====== RECORD EXCERPTS ======

//! Release handles for anything a component registers with its host.

/// Something that holds a host resource until released. `dispose` must be idempotent.
pub trait Disposable {
    fn dispose(&mut self);
    fn is_disposed(&self) -> bool;
}

impl<T: Disposable + ?Sized> Disposable for Box<T> {
    fn dispose(&mut self) {
        (**self).dispose()
    }
    fn is_disposed(&self) -> bool {
        (**self).is_disposed()
    }
}

/// Handle returned by registrations. Runs its release closure once on dispose.
///
/// Dropping a `Subscription` without disposing it leaves the registration in place;
/// owners that want RAII teardown dispose from their own `Drop`.
pub struct Subscription {
    release: Option<Box<dyn FnOnce() + Send>>,
}

impl Subscription {
    pub fn new(release: impl FnOnce() + Send + 'static) -> Self {
        Self {
            release: Some(Box::new(release)),
        }
    }
}

impl std::fmt::Debug for Subscription {
    fn fmt(&self, f: &mut std::fmt::Formatter<'_>) -> std::fmt::Result {
        f.debug_struct("Subscription")
            .field("disposed", &self.is_disposed())
            .finish()
    }
}

impl Disposable for Subscription {
    fn dispose(&mut self) {
        if let Some(release) = self.release.take() {
            release();
        }
    }
    fn is_disposed(&self) -> bool {
        self.release.is_none()
    }
}

/// Owns a group of disposables and releases them together.
#[derive(Default)]
pub struct CompositeDisposable {
    items: Vec<Box<dyn Disposable + Send>>,
    disposed: bool,
}

impl CompositeDisposable {
    pub fn new() -> Self {
        Self::default()
    }

    /// Take ownership of `item`. Adding to an already disposed composite releases the item
    /// immediately.
    pub fn add<D: Disposable + Send + 'static>(&mut self, mut item: D) {
        if self.disposed {
            item.dispose();
            return;
        }
        self.items.push(Box::new(item));
    }

    pub fn len(&self) -> usize {
        self.items.len()
    }

    pub fn is_empty(&self) -> bool {
        self.items.is_empty()
    }
}

impl Disposable for CompositeDisposable {
    fn dispose(&mut self) {
        if self.disposed {
            return;
        }
        self.disposed = true;
        for mut item in self.items.drain(..) {
            item.dispose();
        }
    }
    fn is_disposed(&self) -> bool {
        self.disposed
    }
}

#[cfg(test)]
mod tests {
    use super::*;
    use std::sync::Arc;
    use std::sync::atomic::{AtomicUsize, Ordering};

    fn counting(counter: &Arc<AtomicUsize>) -> Subscription {
        let c = counter.clone();
        Subscription::new(move || {
            c.fetch_add(1, Ordering::SeqCst);
        })
    }

    #[test]
    fn subscription_releases_once() {
        let hits = Arc::new(AtomicUsize::new(0));
        let mut sub = counting(&hits);
        assert!(!sub.is_disposed());
        sub.dispose();
        sub.dispose();
        assert!(sub.is_disposed());
        assert_eq!(hits.load(Ordering::SeqCst), 1);
    }

    #[test]
    fn composite_disposes_all_members_once() {
        let hits = Arc::new(AtomicUsize::new(0));
        let mut group = CompositeDisposable::new();
        group.add(counting(&hits));
        group.add(counting(&hits));
        assert_eq!(group.len(), 2);
        group.dispose();
        group.dispose();
        assert!(group.is_empty());
        assert_eq!(hits.load(Ordering::SeqCst), 2);
    }

    #[test]
    fn add_after_dispose_releases_immediately() {
        let hits = Arc::new(AtomicUsize::new(0));
        let mut group = CompositeDisposable::new();
        group.dispose();
        group.add(counting(&hits));
        assert_eq!(hits.load(Ordering::SeqCst), 1);
        assert!(group.is_empty());
    }
}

======

» **WHAT IS NEEDED**:
The full set of entries has to be duplicated precisely.

» **SOLUTION**:
//! Release handles for anything a component registers with its host.

/// Something that holds a host resource until released. `dispose` must be idempotent.
pub trait Disposable {
    fn dispose(&mut self);
    fn is_disposed(&self) -> bool;
}

impl<T: Disposable + ?Sized> Disposable for Box<T> {
    fn dispose(&mut self) {
        (**self).dispose()
    }
    fn is_disposed(&self) -> bool {
        (**self).is_disposed()
    }
}

/// Handle returned by registrations. Runs its release closure once on dispose.
///
/// Dropping a `Subscription` without disposing it leaves the registration in place;
/// owners that want RAII teardown dispose from their own `Drop`.
pub struct Subscription {
    release: Option<Box<dyn FnOnce() + Send>>,
}

impl Subscription {
    pub fn new(release: impl FnOnce() + Send + 'static) -> Self {
        Self {
            release: Some(Box::new(release)),
        }
    }
}

impl std::fmt::Debug for Subscription {
    fn fmt(&self, f: &mut std::fmt::Formatter<'_>) -> std::fmt::Result {
        f.debug_struct("Subscription")
            .field("disposed", &self.is_disposed())
            .finish()
    }
}

impl Disposable for Subscription {
    fn dispose(&mut self) {
        if let Some(release) = self.release.take() {
            release();
        }
    }
    fn is_disposed(&self) -> bool {
        self.release.is_none()
    }
}

/// Owns a group of disposables and releases them together.
#[derive(Default)]
pub struct CompositeDisposable {
    items: Vec<Box<dyn Disposable + Send>>,
    disposed: bool,
}

impl CompositeDisposable {
    pub fn new() -> Self {
        Self::default()
    }

    /// Take ownership of `item`. Adding to an already disposed composite releases the item
    /// immediately.
    pub fn add<D: Disposable + Send + 'static>(&mut self, mut item: D) {
        if self.disposed {
            item.dispose();
            return;
        }
        self.items.push(Box::new(item));
    }

    pub fn len(&self) -> usize {
        self.items.len()
    }

    pub fn is_empty(&self) -> bool {
        self.items.is_empty()
    }
}

impl Disposable for CompositeDisposable {
    fn dispose(&mut self) {
        if self.disposed {
            return;
        }
        self.disposed = true;
        for mut item in self.items.drain(..) {
            item.dispose();
        }
    }
    fn is_disposed(&self) -> bool {
        self.disposed
    }
}

#[cfg(test)]
mod tests {
    use super::*;
    use std::sync::Arc;
    use std::sync::atomic::{AtomicUsize, Ordering};

    fn counting(counter: &Arc<AtomicUsize>) -> Subscription {
        let c = counter.clone();
        Subscription::new(move || {
            c.fetch_add(1, Ordering::SeqCst);
        })
    }

    #[test]
    fn subscription_releases_once() {
        let hits = Arc::new(AtomicUsize::new(0));
        let mut sub = counting(&hits);
        assert!(!sub.is_disposed());
        sub.dispose();
        sub.dispose();
        assert!(sub.is_disposed());
        assert_eq!(hits.load(Ordering::SeqCst), 1);
    }

    #[test]
    fn composite_disposes_all_members_once() {
        let hits = Arc::new(AtomicUsize::new(0));
        let mut group = CompositeDisposable::new();
        group.add(counting(&hits));
        group.add(counting(&hits));
        assert_eq!(group.len(), 2);
        group.dispose();
        group.dispose();
        assert!(group.is_empty());
        assert_eq!(hits.load(Ordering::SeqCst), 2);
    }

    #[test]
    fn add_after_dispose_releases_immediately() {
        let hits = Arc::new(AtomicUsize::new(0));
        let mut group = CompositeDisposable::new();
        group.dispose();
        group.add(counting(&hits));
        assert_eq!(hits.load(Ordering::SeqCst), 1);
        assert!(group.is_empty());
    }
}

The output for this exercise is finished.